Hâlbuki gök durmadan yemek yetiştirmek için çalışmakta.!
*Âdem anasız ilim belledi, Mesih gibi Tanrı telkiniyle konuştu ve annem zaniye değil dedi.!
(Yâni “çiftleşme ürünü değilim” dedi.)
*
*Âdem’e secde etmeyiş hasettendi ama o hasette Tanrı’ya aşk vardı.!
*Tenle hayvân, canla meleksin, hem yerde yürür hem gökte uçarsın.!
*Üç tip melek var.! “Aliyyün”, “Mukarrebin”, “Müdebbirat ve Kiramen Kâtibin” (Hazafa kitabı neziat)
ALLAH ; İblis’e Âdem’e secde etmesini söyledi, şeytan Âdem’e secde etmeyince, ALLAH :
“Yoksa Aliyyün’den misin ?” dedi.! Demek ki “Aliyyün” makamı çok yüce bir makam ki,
onlar Âdem’e secde etmediler.! Secde edilen Âdem onlar olsa gerek.! (U.K./C.H.S.)

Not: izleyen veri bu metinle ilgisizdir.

//! GitHub API effect types.
//!
//! These types describe GitHub API operations as data, without executing them.
//! The octocrab interpreter in `crate::github` executes them for real; tests
//! answer them from in-memory organization fixtures.

use serde::{Deserialize, Serialize};

use crate::types::{OrgId, OrgName, RepositoryId, RoleId, RulesetDocument, RulesetId, TeamId};

/// A GitHub API effect.
///
/// Effects are not scoped to an organization by the interpreter: every
/// variant names the organization (or global ID) it reads or writes. The
/// interpreter's credentials decide which of those calls are authorized.
#[derive(Debug, Clone, PartialEq, Eq)]
pub enum GitHubEffect {
    // ─── Directory lookups ────────────────────────────────────────────────────
    /// Fetch a repository by its global numeric ID.
    GetRepositoryById { repository_id: RepositoryId },

    /// Fetch a repository by organization and name.
    GetRepository { org: OrgName, name: String },

    /// Fetch an organization by login.
    GetOrganization { org: OrgName },

    /// Fetch a team by organization ID and team ID.
    GetTeamById { org_id: OrgId, team_id: TeamId },

    /// Fetch a team by organization login and slug.
    GetTeamBySlug { org: OrgName, slug: String },

    /// List the organization's custom repository roles.
    ListCustomRepoRoles { org: OrgName },

    // ─── Organization rulesets ────────────────────────────────────────────────
    /// List the organization's rulesets.
    ListOrgRulesets { org: OrgName },

    /// Create an organization ruleset.
    CreateOrgRuleset {
        org: OrgName,
        ruleset: Box<RulesetDocument>,
    },

    /// Replace an existing organization ruleset.
    UpdateOrgRuleset {
        org: OrgName,
        ruleset_id: RulesetId,
        ruleset: Box<RulesetDocument>,
    },
}

impl GitHubEffect {
    /// Short name of the effect for log fields.
    pub fn name(&self) -> &'static str {
        match self {
            GitHubEffect::GetRepositoryById { .. } => "get_repository_by_id",
            GitHubEffect::GetRepository { .. } => "get_repository",
            GitHubEffect::GetOrganization { .. } => "get_organization",
            GitHubEffect::GetTeamById { .. } => "get_team_by_id",
            GitHubEffect::GetTeamBySlug { .. } => "get_team_by_slug",
            GitHubEffect::ListCustomRepoRoles { .. } => "list_custom_repo_roles",
            GitHubEffect::ListOrgRulesets { .. } => "list_org_rulesets",
            GitHubEffect::CreateOrgRuleset { .. } => "create_org_ruleset",
            GitHubEffect::UpdateOrgRuleset { .. } => "update_org_ruleset",
        }
    }

    /// Whether repeating the effect after a lost response leaves GitHub in
    /// the same state as running it once.
    ///
    /// Reads and `PUT` updates are idempotent. `CreateOrgRuleset` is not: if
    /// GitHub created the ruleset but the response was lost, a second `POST`
    /// fails with 422 on the duplicate name. The interpreter only retries
    /// idempotent effects.
    pub fn is_idempotent(&self) -> bool {
        !matches!(self, GitHubEffect::CreateOrgRuleset { .. })
    }
}

// ─── Response Types ───────────────────────────────────────────────────────────

/// Repository data returned from the GitHub API.
#[derive(Debug, Clone, PartialEq, Eq, Serialize, Deserialize)]
pub struct RepositoryData {
    pub id: RepositoryId,
    /// The repository name without owner (the join key across organizations).
    pub name: String,
    pub full_name: String,
}

/// Organization data returned from the GitHub API.
#[derive(Debug, Clone, PartialEq, Eq, Serialize, Deserialize)]
pub struct OrganizationData {
    pub id: OrgId,
    pub login: String,
}

/// Team data returned from the GitHub API.
#[derive(Debug, Clone, PartialEq, Eq, Serialize, Deserialize)]
pub struct TeamData {
    pub id: TeamId,
    /// The team slug (the join key across organizations).
    pub slug: String,
    pub name: String,
}

/// A custom repository role.
#[derive(Debug, Clone, PartialEq, Eq, Serialize, Deserialize)]
pub struct CustomRoleData {
    pub id: RoleId,
    /// The role name (the join key across organizations).
    pub name: String,
}

/// Summary of an existing organization ruleset.
#[derive(Debug, Clone, PartialEq, Eq, Serialize, Deserialize)]
pub struct RulesetSummary {
    pub id: RulesetId,
    pub name: String,
}

/// Response from a GitHub effect.
///
/// Lookups answer `None` when GitHub reports the entity doesn't exist (404),
/// so that "not found" can be told apart from a failed request.
#[derive(Debug, Clone, PartialEq, Eq)]
pub enum GitHubResponse {
    /// Response to `GetRepositoryById` and `GetRepository`.
    Repository(Option<RepositoryData>),

    /// Response to `GetOrganization`.
    Organization(Option<OrganizationData>),

    /// Response to `GetTeamById` and `GetTeamBySlug`.
    Team(Option<TeamData>),

    /// Response to `ListCustomRepoRoles`.
    CustomRepoRoles(Vec<CustomRoleData>),

    /// Response to `ListOrgRulesets`.
    OrgRulesets(Vec<RulesetSummary>),

    /// Response to `CreateOrgRuleset` and `UpdateOrgRuleset`.
    RulesetApplied { id: RulesetId },
}

impl GitHubResponse {
    /// Short name of the response variant, for "unexpected response" errors.
    pub fn name(&self) -> &'static str {
        match self {
            GitHubResponse::Repository(_) => "repository",
            GitHubResponse::Organization(_) => "organization",
            GitHubResponse::Team(_) => "team",
            GitHubResponse::CustomRepoRoles(_) => "custom_repo_roles",
            GitHubResponse::OrgRulesets(_) => "org_rulesets",
            GitHubResponse::RulesetApplied { .. } => "ruleset_applied",
        }
    }
}
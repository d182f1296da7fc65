//! Effects-as-data for GitHub operations.
//!
//! The resolver, rewriters and applier describe the GitHub calls they need as
//! [`GitHubEffect`] values and hand them to a [`GitHubInterpreter`]. This keeps
//! the translation logic free of HTTP concerns and lets tests answer effects
//! from fake organizations.

pub mod github;
pub mod interpreter;

pub use github::{
    CustomRoleData, GitHubEffect, GitHubResponse, OrganizationData, RepositoryData,
    RulesetSummary, TeamData,
};
pub use interpreter::GitHubInterpreter;
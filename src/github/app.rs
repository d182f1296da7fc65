//! GitHub App authentication.
//!
//! The app client signs requests with a JWT derived from the app's private
//! key. It is only used to find an organization's installation and to mint
//! installation clients; all directory and ruleset calls go through an
//! installation client.

use octocrab::Octocrab;
use octocrab::models::AppId;
use serde::Deserialize;

use super::client::OctocrabClient;
use super::error::GitHubApiError;
use crate::auth::{AuthError, InstallationBroker};
use crate::types::{InstallationId, OrgName};

/// A GitHub App able to act on behalf of its installations.
#[derive(Clone)]
pub struct GitHubApp {
    app_client: Octocrab,
}

#[derive(Debug, Deserialize)]
struct InstallationResponse {
    id: InstallationId,
}

impl GitHubApp {
    /// Builds the app client from the app ID and its PEM-encoded private key.
    ///
    /// `api_url` overrides the API base URL (GitHub Enterprise Server).
    pub fn new(
        app_id: u64,
        private_key_pem: &[u8],
        api_url: Option<&str>,
    ) -> Result<Self, AuthError> {
        let key =
            jsonwebtoken::EncodingKey::from_rsa_pem(private_key_pem).map_err(AuthError::InvalidKey)?;

        let mut builder = Octocrab::builder().app(AppId(app_id), key);
        if let Some(url) = api_url {
            builder = builder.base_uri(url).map_err(AuthError::AppClient)?;
        }
        let app_client = builder.build().map_err(AuthError::AppClient)?;

        Ok(GitHubApp { app_client })
    }

    /// Looks up the app's installation on an organization.
    pub async fn org_installation_id(&self, org: &OrgName) -> Result<InstallationId, AuthError> {
        let route = format!("/orgs/{}/installation", org);
        let result: Result<InstallationResponse, octocrab::Error> =
            self.app_client.get(&route, None::<&()>).await;

        match result {
            Ok(installation) => Ok(installation.id),
            Err(e) => {
                let source = GitHubApiError::from_octocrab(e);
                if source.is_not_found() {
                    Err(AuthError::NotInstalled(org.clone()))
                } else {
                    Err(AuthError::InstallationLookup {
                        org: org.clone(),
                        source,
                    })
                }
            }
        }
    }

    /// Creates a client authorized by the given installation.
    pub fn client_for_installation(
        &self,
        org: &OrgName,
        installation_id: InstallationId,
    ) -> Result<OctocrabClient, AuthError> {
        let client = self
            .app_client
            .installation(octocrab::models::InstallationId(installation_id.0))
            .map_err(|source| AuthError::InstallationClient {
                installation_id,
                source,
            })?;
        Ok(OctocrabClient::new(client, org.clone()))
    }
}

impl InstallationBroker for GitHubApp {
    type Client = OctocrabClient;

    async fn installation_client(&self, org: &OrgName) -> Result<OctocrabClient, AuthError> {
        let installation_id = self.org_installation_id(org).await?;
        tracing::debug!(org = %org, installation_id = %installation_id, "Minted installation client");
        self.client_for_installation(org, installation_id)
    }

    async fn installation_client_by_id(
        &self,
        org: &OrgName,
        installation_id: InstallationId,
    ) -> Result<OctocrabClient, AuthError> {
        tracing::debug!(org = %org, installation_id = %installation_id, "Minted client for delivering installation");
        self.client_for_installation(org, installation_id)
    }
}

impl std::fmt::Debug for GitHubApp {
    fn fmt(&self, f: &mut std::fmt::Formatter<'_>) -> std::fmt::Result {
        f.debug_struct("GitHubApp").finish_non_exhaustive()
    }
}
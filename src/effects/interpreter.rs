//! Effect interpreter trait.
//!
//! The trait-based design lets the pipeline run against the real GitHub API
//! (`crate::github::OctocrabClient`) or against in-memory fake organizations
//! in tests.

use std::future::Future;

use super::github::{GitHubEffect, GitHubResponse};

/// Interprets GitHub effects against the GitHub API.
///
/// An interpreter carries one set of credentials. Reads against an
/// organization other than the one it was authorized for may fail, which is
/// why the pipeline obtains a separate interpreter scoped to the source
/// organization when it needs to read there.
///
/// # Example (mock for testing)
///
/// ```ignore
/// struct MockGitHubInterpreter {
///     response: GitHubResponse,
/// }
///
/// impl GitHubInterpreter for MockGitHubInterpreter {
///     type Error = GitHubApiError;
///
///     fn interpret(
///         &self,
///         _effect: GitHubEffect,
///     ) -> impl Future<Output = Result<GitHubResponse, Self::Error>> + Send {
///         let response = self.response.clone();
///         async move { Ok(response) }
///     }
/// }
/// ```
pub trait GitHubInterpreter {
    /// The error type returned by this interpreter.
    type Error;

    /// Execute a GitHub effect and return its response.
    fn interpret(
        &self,
        effect: GitHubEffect,
    ) -> impl Future<Output = Result<GitHubResponse, Self::Error>> + Send;
}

*Arş’ı dört melek taşır, Kıyâmette ise sekiz melek.! Başkanları Yusuf güzel Cibril’dir ki Levh-i Mahfuzu görür, Tanrı ile konuşur.! Nefesi ile aydınlık gönülleri ölçüsüz rızıklandırır.! Mirâçta Hazret-i Resûl’ü sınıra kadar götüren Cibril o sınırda durdu, Hazret-i Resûl yoluna yalnız devam etti ve “iki yay arası ancak” kalasıya kadar yaklaştı “Onun gözü ne kaydı ne de saptı” âyeti nazil oldu.! Cibril, Onun gördüğünü görmedi yalnız duydu.!

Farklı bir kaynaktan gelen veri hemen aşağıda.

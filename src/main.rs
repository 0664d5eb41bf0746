//! CLI entry point: wires up the single coordinator instance, starts the
//! OSC tuning session, and blocks until Ctrl-C.

use clap::Parser;
use pitchgrid_bridge::config::default_descriptor_dir;
use pitchgrid_bridge::osc::{DEFAULT_LISTEN_PORT, DEFAULT_PEER_PORT};
use pitchgrid_bridge::Coordinator;
use std::path::PathBuf;
use std::sync::atomic::{AtomicBool, Ordering};
use std::sync::Arc;
use std::time::Duration;

#[derive(Parser, Debug)]
#[command(name = "pitchgrid-bridge", about = "Real-time MIDI retuning bridge for isomorphic controllers")]
struct Cli {
    /// Directory to load controller descriptors from. Defaults to
    /// `PITCHGRID_DESCRIPTORS` or the platform config directory.
    #[arg(long)]
    descriptors: Option<PathBuf>,

    /// Device name of a descriptor to connect to at startup.
    #[arg(long)]
    device: Option<String>,

    /// UDP port this bridge listens on for OSC tuning updates.
    #[arg(long, default_value_t = DEFAULT_LISTEN_PORT)]
    osc_listen_port: u16,

    /// UDP port the tuning editor listens on for our heartbeats.
    #[arg(long, default_value_t = DEFAULT_PEER_PORT)]
    osc_peer_port: u16,

    /// Name of the virtual MIDI output port created for the downstream synth.
    #[arg(long, default_value = "PitchGrid Mapper")]
    virtual_port_name: String,

    /// Increase log verbosity (-v, -vv).
    #[arg(short, long, action = clap::ArgAction::Count)]
    verbose: u8,

    /// Suppress all but warning/error logs.
    #[arg(short, long)]
    quiet: bool,
}

fn main() {
    let cli = Cli::parse();
    init_logging(cli.verbose, cli.quiet);

    let descriptor_dir = cli.descriptors.unwrap_or_else(default_descriptor_dir);
    let coordinator = Coordinator::new(descriptor_dir, cli.virtual_port_name);

    coordinator.start_osc(cli.osc_listen_port, cli.osc_peer_port);

    if let Some(device) = cli.device.as_deref() {
        if let Err(e) = coordinator.connect(device) {
            log::error!("failed to connect to {device}: {e}");
        }
    }

    let shutdown = Arc::new(AtomicBool::new(false));
    {
        let shutdown = Arc::clone(&shutdown);
        if let Err(e) = ctrlc::set_handler(move || {
            shutdown.store(true, Ordering::SeqCst);
        }) {
            log::warn!("failed to install Ctrl-C handler: {e}");
        }
    }

    log::info!("pitchgrid-bridge running, press Ctrl-C to exit");
    while !shutdown.load(Ordering::SeqCst) {
        std::thread::sleep(Duration::from_millis(200));
    }

    coordinator.disconnect();
    log::info!("shut down");
}

fn init_logging(verbose: u8, quiet: bool) {
    let default_level = if quiet {
        "warn"
    } else {
        match verbose {
            0 => "info",
            1 => "debug",
            _ => "trace",
        }
    };
    env_logger::Builder::from_env(env_logger::Env::default().default_filter_or(default_level)).init();
}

HAK perde ardından konuşur.!
*Hamlar dallara sımsıkı sarılır (taasup) .!
*
*Yıldızların ışığıydın gökten su olarak geldin, insâna gıda oldun tâ ki söz olasın,
düşünce olasın da “O”nun sıfatlarına dönüşüp “O”na dönesin.!
*“İstemiyerek gelin” buyruğu akıl erbebınadır.!

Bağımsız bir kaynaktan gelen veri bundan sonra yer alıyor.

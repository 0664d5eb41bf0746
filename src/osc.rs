//! OSC tuning session (C6): heartbeat-driven presence detection and live
//! scale updates from an external tuning editor.
//!
//! Wire format and heartbeat cadence follow the PitchGrid plugin's OSC
//! protocol: a `/pitchgrid/plugin/tuning` message carries seven numeric
//! arguments `(depth, mode, root_freq, stretch, skew, mode_offset, steps)`;
//! `stretch`/`skew` are the equave/generator ratio fed straight into
//! `Mos::from_g` (not cents, despite the field names there — see
//! `Mos::from_g`'s doc comment), matching the upstream tuning handler's
//! `MOS.fromG(depth, mode, skew, stretch, 1)` construction.

use rosc::{OscMessage, OscPacket, OscType};
use std::net::UdpSocket;
use std::sync::atomic::{AtomicBool, Ordering};
use std::sync::{Arc, Mutex};
use std::thread::JoinHandle;
use std::time::{Duration, Instant};

pub const DEFAULT_LISTEN_PORT: u16 = 34561;
pub const DEFAULT_PEER_PORT: u16 = 34562;

const TUNING_ADDR: &str = "/pitchgrid/plugin/tuning";
const HEARTBEAT_ADDR: &str = "/pitchgrid/heartbeat";
const HEARTBEAT_ACK_ADDR: &str = "/pitchgrid/heartbeat/ack";
const AUX_ADDRS: [&str; 3] = ["/pitchgrid/scale", "/pitchgrid/notes", "/pitchgrid/playing"];

const PRESENCE_WINDOW: Duration = Duration::from_secs(2);
const MONITOR_INTERVAL: Duration = Duration::from_millis(500);
const HEARTBEAT_INTERVAL: Duration = Duration::from_secs(1);
const SOCKET_READ_TIMEOUT: Duration = Duration::from_millis(500);

/// A decoded `/pitchgrid/plugin/tuning` frame.
#[derive(Debug, Clone, Copy, PartialEq)]
pub struct TuningFrame {
    pub depth: u32,
    pub mode: i32,
    pub root_freq: f64,
    pub stretch: f64,
    pub skew: f64,
    pub mode_offset: i32,
    pub steps: i32,
}

impl TuningFrame {
    fn from_args(args: &[OscType]) -> Option<Self> {
        if args.len() < 7 {
            return None;
        }
        Some(TuningFrame {
            depth: as_i32(&args[0])?.max(1) as u32,
            mode: as_i32(&args[1])?,
            root_freq: as_f64(&args[2])?,
            stretch: as_f64(&args[3])?,
            skew: as_f64(&args[4])?,
            mode_offset: as_i32(&args[5])?,
            steps: as_i32(&args[6])?.max(1),
        })
    }
}

fn as_i32(v: &OscType) -> Option<i32> {
    match v {
        OscType::Int(i) => Some(*i),
        OscType::Float(f) => Some(*f as i32),
        OscType::Double(d) => Some(*d as i32),
        OscType::Long(l) => Some(*l as i32),
        _ => None,
    }
}

fn as_f64(v: &OscType) -> Option<f64> {
    match v {
        OscType::Float(f) => Some(*f as f64),
        OscType::Double(d) => Some(*d),
        OscType::Int(i) => Some(*i as f64),
        OscType::Long(l) => Some(*l as f64),
        _ => None,
    }
}

/// Peer-presence state, derived from ACK recency rather than a connection
/// handshake (UDP has none).
#[derive(Debug, Clone, Copy, PartialEq, Eq)]
pub enum Presence {
    Disconnected,
    Connected,
}

struct PresenceTracker {
    last_ack: Mutex<Option<Instant>>,
    state: Mutex<Presence>,
}

fn refresh_presence(presence: &PresenceTracker) {
    *presence.last_ack.lock().unwrap() = Some(Instant::now());
}

/// Owns the three OSC threads (server, heartbeat, monitor) and their shared
/// shutdown flag. Dropping a session joins all three.
pub struct OscSession {
    shutdown: Arc<AtomicBool>,
    threads: Vec<JoinHandle<()>>,
    presence: Arc<PresenceTracker>,
}

impl OscSession {
    /// Binds `listen_port`, starts sending heartbeats to `127.0.0.1:peer_port`,
    /// and spawns the server/heartbeat/monitor threads. `on_tuning` is
    /// invoked from the server thread for every valid tuning frame;
    /// `on_presence` from the monitor thread on every state transition.
    pub fn start(
        listen_port: u16,
        peer_port: u16,
        on_tuning: impl Fn(TuningFrame) + Send + Sync + 'static,
        on_presence: impl Fn(Presence) + Send + Sync + 'static,
    ) -> std::io::Result<Self> {
        let socket = UdpSocket::bind(("127.0.0.1", listen_port))?;
        socket.set_read_timeout(Some(SOCKET_READ_TIMEOUT))?;
        let heartbeat_socket = socket.try_clone()?;

        let shutdown = Arc::new(AtomicBool::new(false));
        let presence = Arc::new(PresenceTracker {
            last_ack: Mutex::new(None),
            state: Mutex::new(Presence::Disconnected),
        });
        let on_tuning: Arc<dyn Fn(TuningFrame) + Send + Sync> = Arc::new(on_tuning);
        let on_presence: Arc<dyn Fn(Presence) + Send + Sync> = Arc::new(on_presence);

        let server = {
            let shutdown = Arc::clone(&shutdown);
            let presence = Arc::clone(&presence);
            std::thread::Builder::new()
                .name("pitchgrid-osc-server".into())
                .spawn(move || server_loop(socket, shutdown, presence, on_tuning))
                .expect("failed to spawn OSC server thread")
        };

        let heartbeat = {
            let shutdown = Arc::clone(&shutdown);
            std::thread::Builder::new()
                .name("pitchgrid-osc-heartbeat".into())
                .spawn(move || heartbeat_loop(heartbeat_socket, peer_port, shutdown))
                .expect("failed to spawn OSC heartbeat thread")
        };

        let monitor = {
            let shutdown = Arc::clone(&shutdown);
            let presence = Arc::clone(&presence);
            std::thread::Builder::new()
                .name("pitchgrid-osc-monitor".into())
                .spawn(move || monitor_loop(presence, on_presence, shutdown))
                .expect("failed to spawn OSC monitor thread")
        };

        Ok(OscSession { shutdown, threads: vec![server, heartbeat, monitor], presence })
    }

    pub fn is_connected(&self) -> bool {
        *self.presence.state.lock().unwrap() == Presence::Connected
    }
}

impl Drop for OscSession {
    fn drop(&mut self) {
        self.shutdown.store(true, Ordering::SeqCst);
        for thread in self.threads.drain(..) {
            let _ = thread.join();
        }
    }
}

fn server_loop(
    socket: UdpSocket,
    shutdown: Arc<AtomicBool>,
    presence: Arc<PresenceTracker>,
    on_tuning: Arc<dyn Fn(TuningFrame) + Send + Sync>,
) {
    let mut buf = [0u8; 4096];
    loop {
        if shutdown.load(Ordering::SeqCst) {
            return;
        }
        match socket.recv_from(&mut buf) {
            Ok((size, _addr)) => match rosc::decoder::decode_udp(&buf[..size]) {
                Ok((_, packet)) => handle_packet(packet, &presence, &on_tuning),
                Err(e) => log::warn!("OSC decode error: {e}"),
            },
            Err(ref e) if matches!(e.kind(), std::io::ErrorKind::WouldBlock | std::io::ErrorKind::TimedOut) => {}
            Err(e) => log::warn!("OSC socket error: {e}"),
        }
    }
}

fn handle_packet(packet: OscPacket, presence: &PresenceTracker, on_tuning: &Arc<dyn Fn(TuningFrame) + Send + Sync>) {
    match packet {
        OscPacket::Message(msg) => handle_message(msg, presence, on_tuning),
        OscPacket::Bundle(bundle) => {
            for inner in bundle.content {
                handle_packet(inner, presence, on_tuning);
            }
        }
    }
}

fn handle_message(msg: OscMessage, presence: &PresenceTracker, on_tuning: &Arc<dyn Fn(TuningFrame) + Send + Sync>) {
    match msg.addr.as_str() {
        TUNING_ADDR => {
            refresh_presence(presence);
            match TuningFrame::from_args(&msg.args) {
                Some(frame) => on_tuning(frame),
                None => log::warn!("malformed tuning frame: {:?}", msg.args),
            }
        }
        HEARTBEAT_ACK_ADDR => refresh_presence(presence),
        addr if AUX_ADDRS.contains(&addr) => refresh_presence(presence),
        addr => log::trace!("unhandled OSC address {addr}"),
    }
}

fn heartbeat_loop(socket: UdpSocket, peer_port: u16, shutdown: Arc<AtomicBool>) {
    let peer = format!("127.0.0.1:{peer_port}");
    loop {
        if shutdown.load(Ordering::SeqCst) {
            return;
        }
        let msg = OscMessage { addr: HEARTBEAT_ADDR.to_string(), args: vec![OscType::Int(1)] };
        match rosc::encoder::encode(&OscPacket::Message(msg)) {
            Ok(packet) => {
                if let Err(e) = socket.send_to(&packet, &peer) {
                    log::debug!("heartbeat send failed: {e}");
                }
            }
            Err(e) => log::warn!("failed to encode heartbeat: {e}"),
        }
        std::thread::sleep(HEARTBEAT_INTERVAL);
    }
}

fn monitor_loop(
    presence: Arc<PresenceTracker>,
    on_presence: Arc<dyn Fn(Presence) + Send + Sync>,
    shutdown: Arc<AtomicBool>,
) {
    loop {
        if shutdown.load(Ordering::SeqCst) {
            return;
        }
        std::thread::sleep(MONITOR_INTERVAL);

        let connected = presence
            .last_ack
            .lock()
            .unwrap()
            .is_some_and(|t| t.elapsed() <= PRESENCE_WINDOW);
        let next = if connected { Presence::Connected } else { Presence::Disconnected };

        let mut state = presence.state.lock().unwrap();
        if *state != next {
            *state = next;
            drop(state);
            on_presence(next);
        }
    }
}

#[cfg(test)]
mod tests {
    use super::*;

    #[test]
    fn parses_seven_arg_tuning_frame() {
        let args = vec![
            OscType::Int(1),
            OscType::Int(0),
            OscType::Float(440.0),
            OscType::Float(1200.0),
            OscType::Float(700.0),
            OscType::Int(0),
            OscType::Int(12),
        ];
        let frame = TuningFrame::from_args(&args).unwrap();
        assert_eq!(frame.depth, 1);
        assert_eq!(frame.steps, 12);
        assert_eq!(frame.stretch, 1200.0);
        assert_eq!(frame.skew, 700.0);
    }

    #[test]
    fn rejects_short_arg_list() {
        let args = vec![OscType::Int(1), OscType::Int(0)];
        assert!(TuningFrame::from_args(&args).is_none());
    }

    #[test]
    fn depth_floor_is_one() {
        let mut args = vec![
            OscType::Int(0),
            OscType::Int(0),
            OscType::Float(440.0),
            OscType::Float(1200.0),
            OscType::Float(700.0),
            OscType::Int(0),
            OscType::Int(12),
        ];
        let frame = TuningFrame::from_args(&args).unwrap();
        assert_eq!(frame.depth, 1);
        args[0] = OscType::Int(5);
        let frame = TuningFrame::from_args(&args).unwrap();
        assert_eq!(frame.depth, 5);
    }

    #[test]
    fn presence_transitions_from_disconnected_to_connected_on_ack() {
        let presence = PresenceTracker { last_ack: Mutex::new(None), state: Mutex::new(Presence::Disconnected) };
        assert_eq!(*presence.state.lock().unwrap(), Presence::Disconnected);
        refresh_presence(&presence);
        let connected = presence.last_ack.lock().unwrap().is_some_and(|t| t.elapsed() <= PRESENCE_WINDOW);
        assert!(connected);
    }
}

“İsteyerek gelin” buyruğu aşk erbebına, duygu ehli yularsa çekilirse gelir.! (41/11.)
*Şeytan levh-i Mahfuz’u “gökten dinleyip” öğrenmek ister, “şahaplarla kovalanır”
ve ona ‘git sırrı Ahmet’ten öğren’ derler.! (72/9.)
*Tanrı üzüm çekirdeğini gösterip ‘Gaybı biliyorsanız bunun Levhi Mahfuz’daki esas adını “Ayan-ı sabitesi”ni söyleyin’ dedi.! Şeytan, koruk ! Melek, üzüm ! Âdem, şarab dedi.! Hepsi haklıydı zîrâ herbiri kendi makamından konuştu.! Şeytan, sirke ! Melek, şıra ! Âdem, Kevser makamından baktı.! (U.K.) 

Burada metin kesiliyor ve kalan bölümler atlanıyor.